Problem to solve: Below are records. Return each one exactly as written.

(Stored data)
%%
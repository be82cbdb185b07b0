//! HTML fragments for the documentation view.

use std::fmt::Write;

use crate::content::ContentSource;
use crate::markdown::{display_title, to_html};

/// Render one document as a collapsible section.
///
/// The header holds the display title and a toggle glyph; the body holds
/// the converted markdown.
pub fn render_section(name: &str, markdown: &str) -> String {
    let title = display_title(name);
    let body = to_html(markdown);

    format!(
        "<div class=\"doc-collapsible\">\n\
         \x20   <div class=\"doc-header\">\n\
         \x20       <h3>{title}</h3>\n\
         \x20       <span class=\"doc-toggle\">\u{25BC}</span>\n\
         \x20   </div>\n\
         \x20   <div class=\"doc-content\">\n\
         \x20       <div class=\"doc-content-inner\">\n\
         {body}\n\
         \x20       </div>\n\
         \x20   </div>\n\
         </div>"
    )
}

/// Render every named document that can be fetched, in order.
///
/// Documents that fail to load are skipped with a warning.
pub fn render_documentation<S, I, N>(source: &S, names: I) -> String
where
    S: ContentSource + ?Sized,
    I: IntoIterator<Item = N>,
    N: AsRef<str>,
{
    let mut sections = Vec::new();
    for name in names {
        let name = name.as_ref();
        match source.fetch(name) {
            Ok(markdown) => sections.push(render_section(name, &markdown)),
            Err(err) => log::warn!("Skipping {}: {}", name, err),
        }
    }
    log::debug!("Rendered {} documentation sections", sections.len());
    sections.join("\n")
}

/// Wrap a fragment in a standalone HTML page.
pub fn render_page(title: &str, body: &str) -> String {
    let mut page = String::with_capacity(body.len() + 256);
    page.push_str("<!DOCTYPE html>\n<html lang=\"en\">\n<head>\n");
    page.push_str("<meta charset=\"utf-8\">\n");
    let _ = writeln!(page, "<title>{}</title>", escape(title));
    page.push_str("</head>\n<body>\n");
    let _ = writeln!(page, "<h1>{}</h1>", escape(title));
    page.push_str(body);
    page.push_str("\n</body>\n</html>\n");
    page
}

fn escape(text: &str) -> String {
    text.replace('&', "&amp;")
        .replace('<', "&lt;")
        .replace('>', "&gt;")
}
%%
Exercise solution:
repository be82cbdb185b07b0
//! HTML fragments for the documentation view.

use std::fmt::Write;

use crate::content::ContentSource;
use crate::markdown::{display_title, to_html};

/// Render one document as a collapsible section.
///
/// The header holds the display title and a toggle glyph; the body holds
/// the converted markdown.
pub fn render_section(name: &str, markdown: &str) -> String {
    let title = display_title(name);
    let body = to_html(markdown);

    format!(
        "<div class=\"doc-collapsible\">\n\
         \x20   <div class=\"doc-header\">\n\
         \x20       <h3>{title}</h3>\n\
         \x20       <span class=\"doc-toggle\">\u{25BC}</span>\n\
         \x20   </div>\n\
         \x20   <div class=\"doc-content\">\n\
         \x20       <div class=\"doc-content-inner\">\n\
         {body}\n\
         \x20       </div>\n\
         \x20   </div>\n\
         </div>"
    )
}

/// Render every named document that can be fetched, in order.
///
/// Documents that fail to load are skipped with a warning.
pub fn render_documentation<S, I, N>(source: &S, names: I) -> String
where
    S: ContentSource + ?Sized,
    I: IntoIterator<Item = N>,
    N: AsRef<str>,
{
    let mut sections = Vec::new();
    for name in names {
        let name = name.as_ref();
        match source.fetch(name) {
            Ok(markdown) => sections.push(render_section(name, &markdown)),
            Err(err) => log::warn!("Skipping {}: {}", name, err),
        }
    }
    log::debug!("Rendered {} documentation sections", sections.len());
    sections.join("\n")
}

/// Wrap a fragment in a standalone HTML page.
pub fn render_page(title: &str, body: &str) -> String {
    let mut page = String::with_capacity(body.len() + 256);
    page.push_str("<!DOCTYPE html>\n<html lang=\"en\">\n<head>\n");
    page.push_str("<meta charset=\"utf-8\">\n");
    let _ = writeln!(page, "<title>{}</title>", escape(title));
    page.push_str("</head>\n<body>\n");
    let _ = writeln!(page, "<h1>{}</h1>", escape(title));
    page.push_str(body);
    page.push_str("\n</body>\n</html>\n");
    page
}

fn escape(text: &str) -> String {
    text.replace('&', "&amp;")
        .replace('<', "&lt;")
        .replace('>', "&gt;")
}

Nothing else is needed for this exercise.